Dr Sahr Rogers had been working in a health clinic in the eastern town of Kenema when he contracted ebola, said Sierra Leonean presidential adviser Ibrahim Ben Kargbo. Two other top doctors have already succumbed to the disease since the outbreak emerged there earlier this year.
Meanwhile, doctors will continue to monitor the effects of an experimental drug on Britain’s first confirmed ebola patient, with the next few days described as “crucial”.
Doctors caring for William Pooley at the Royal Free Hospital in north London said he had been given ZMapp, which has been dubbed by some as the “cure” after two aid US workers were successfully treated for the virus after taking it.
Describing him as a “resilient and remarkable young man”, medics said he was sitting up, reading and chatting to staff.
The 29-year-old volunteer nurse was flown back to the UK for emergency treatment after contracting the virus in Sierra Leone.
Dr Michael Jacobs, consultant and clinical lead in infectious diseases at the hospital, confirmed he had been given a first dose of the drug on Monday with more to follow “in due course”.
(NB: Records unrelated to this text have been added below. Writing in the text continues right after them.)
use std::io::{ErrorKind, Write};
use std::path::Path;

use ed25519_dalek::SigningKey;
use libp2p::identity::Keypair;
use rand::rngs::OsRng;

/// Length of the raw Ed25519 secret stored in the key file.
const SECRET_LEN: usize = 32;

/// One Ed25519 secret backs both message signatures and the libp2p peer id,
/// so the public key on a signed message maps straight to its sender.
pub struct NodeIdentity {
    pub signing_key:    SigningKey,
    pub libp2p_keypair: Keypair,
    /// Base58 libp2p peer id.
    pub peer_id:        String,
}

impl NodeIdentity {
    pub fn generate() -> Self {
        Self::from_secret(SigningKey::generate(&mut OsRng).to_bytes())
    }

    pub fn from_secret(secret: [u8; SECRET_LEN]) -> Self {
        let signing_key = SigningKey::from_bytes(&secret);
        let mut raw = secret;
        // Never fails: the length is fixed and any 32 bytes are a valid secret.
        let libp2p_keypair = Keypair::ed25519_from_bytes(&mut raw)
            .expect("32-byte ed25519 secret");
        let peer_id = libp2p_keypair.public().to_peer_id().to_base58();
        Self { signing_key, libp2p_keypair, peer_id }
    }

    /// Read the key file at `path`, creating it with a fresh secret when it
    /// does not exist yet.
    pub fn load_or_generate(path: &Path) -> anyhow::Result<Self> {
        match std::fs::read(path) {
            Ok(bytes) => {
                let secret: [u8; SECRET_LEN] = bytes.as_slice().try_into().map_err(|_| {
                    anyhow::anyhow!(
                        "key file {} holds {} bytes, expected {SECRET_LEN}",
                        path.display(),
                        bytes.len(),
                    )
                })?;
                let id = Self::from_secret(secret);
                tracing::info!(peer_id = %id.peer_id, "Loaded identity from {}", path.display());
                Ok(id)
            }
            Err(e) if e.kind() == ErrorKind::NotFound => {
                let id = Self::generate();
                write_secret(path, &id.signing_key.to_bytes())?;
                tracing::info!(peer_id = %id.peer_id, "Generated identity at {}", path.display());
                Ok(id)
            }
            Err(e) => Err(anyhow::anyhow!("reading key file {}: {e}", path.display())),
        }
    }
}

/// Create the key file readable by the owner only.
fn write_secret(path: &Path, secret: &[u8]) -> anyhow::Result<()> {
    let mut options = std::fs::OpenOptions::new();
    options.write(true).create_new(true);
    #[cfg(unix)]
    std::os::unix::fs::OpenOptionsExt::mode(&mut options, 0o600);
    let mut file = options
        .open(path)
        .map_err(|e| anyhow::anyhow!("creating key file {}: {e}", path.display()))?;
    file.write_all(secret)?;
    file.sync_all()?;
    Ok(())
}

#[cfg(test)]
mod tests {
    use super::*;
    use crate::auth::peer_id_from_public_key;

    #[test]
    fn peer_id_matches_signing_key() {
        let id = NodeIdentity::generate();
        let derived = peer_id_from_public_key(id.signing_key.verifying_key().as_bytes()).unwrap();
        assert_eq!(derived, id.peer_id);
    }

    #[test]
    fn key_file_is_created_once_and_reused() {
        let dir  = std::env::temp_dir().join(format!("agentmesh-id-{}", std::process::id()));
        std::fs::create_dir_all(&dir).unwrap();
        let path = dir.join("identity.key");
        let _ = std::fs::remove_file(&path);

        let a = NodeIdentity::load_or_generate(&path).unwrap();
        let b = NodeIdentity::load_or_generate(&path).unwrap();
        assert_eq!(a.peer_id, b.peer_id);

        #[cfg(unix)]
        {
            use std::os::unix::fs::PermissionsExt;
            let mode = std::fs::metadata(&path).unwrap().permissions().mode();
            assert_eq!(mode & 0o777, 0o600);
        }

        std::fs::write(&path, [0u8; 5]).unwrap();
        assert!(NodeIdentity::load_or_generate(&path).is_err());
        let _ = std::fs::remove_dir_all(&dir);
    }
}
He said: “It is an experimental medicine, we made that absolutely clear in our discussions with him.
“We thought there was sufficient reason to offer it to him and have the discussion. He considered his options very, very carefully.
“He wanted to weigh up what we knew about it and he came to the very clear conclusion in his own mind that he would like to go ahead with the treatment.”
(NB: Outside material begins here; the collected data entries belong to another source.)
// ============================================================================
// Protocol constants
// ============================================================================

use crate::version::ProtocolVersion;

/// Protocol version this build speaks.
pub const PROTOCOL_VERSION: ProtocolVersion = ProtocolVersion::new(1, 0, 0);

/// Oldest peer version this build will admit by default.
pub const MIN_PROTOCOL_VERSION: ProtocolVersion = ProtocolVersion::new(1, 0, 0);

/// Network identifier used when none is configured.
pub const DEFAULT_NETWORK_ID: &str = "agentmesh-mainnet";

/// Where peers running an outdated version are sent.
pub const DEFAULT_UPGRADE_URL: &str = "https://agentmesh.network/upgrade";

// --- Handshake --------------------------------------------------------------

/// How long a handshake may stay pending before the timeout fallback fires.
pub const HANDSHAKE_TIMEOUT_MS: u64 = 10_000;

/// Delay between sending a rejection notice and tearing down the connection,
/// so the notice reaches the peer first.
pub const REJECT_DISCONNECT_DELAY_MS: u64 = 1_000;

/// Maximum application messages buffered per peer while a handshake is open.
pub const MAX_QUEUED_PER_PEER: usize = 64;

/// Upper bound on byte comparisons performed when two policy hashes differ
/// in length.
pub const MAX_POLICY_HASH_COMPARE: usize = 128;

// --- Transport --------------------------------------------------------------

/// Maximum encoded wire message size in bytes.
pub const MAX_MESSAGE_SIZE: usize = 65_536; // 64 KB

/// libp2p protocol string for bilateral wire messages.
pub const BILATERAL_PROTOCOL: &str = "/agentmesh/bilateral/1.0.0";

/// libp2p identify protocol string.
pub const IDENTIFY_PROTOCOL: &str = "/agentmesh/identify/1.0.0";

// --- Trust filters ----------------------------------------------------------

/// Default Bloom filter size in bits (8 KiB of bit array).
pub const DEFAULT_FILTER_BITS: usize = 65_536;

/// Default number of hash functions per Bloom filter.
pub const DEFAULT_FILTER_HASHES: u32 = 7;

/// Reputation scale bounds shared by local and chain reputation.
pub const REPUTATION_MIN: f64 = 0.0;
pub const REPUTATION_MAX: f64 = 100.0;
pub const REPUTATION_NEUTRAL: f64 = 50.0;

/// Fixed tier thresholds on the reputation scale.
pub const ELITE_THRESHOLD: f64 = 90.0;
pub const GOOD_THRESHOLD: f64 = 75.0;
pub const ACCEPTABLE_THRESHOLD: f64 = 50.0;

// --- Pubsub topics ----------------------------------------------------------

pub const TOPIC_TRUST_FILTERS: &str = "/agentmesh/v1/trust-filters";

/// Application message type carrying a capability advertisement.
pub const MSG_TYPE_CAPABILITY_ADVERTISE: &str = "capability.advertise";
He said it was “too early” to say what impact the drug has had but added: “Pleasingly, it seems to have had no side effects at all.”
Dr Jacobs said they had acquired the ZMapp through the hospital’s “clinical networks” and cited support they received from “international colleagues”.
Mr Pooley comes from the small village of Eyke in Suffolk.
Health workers have been especially vulnerable to the disease because of their close proximity to patients, who can spread the virus through bodily fluids. WHO says more than 120 health workers have died in Sierra Leone, Liberia, Guinea and Nigeria.
Meanwhile, France’s government has asked Air France to suspend flights to the largest city in Sierra Leone in response to the epidemic.
Air France had no immediate comment on the request.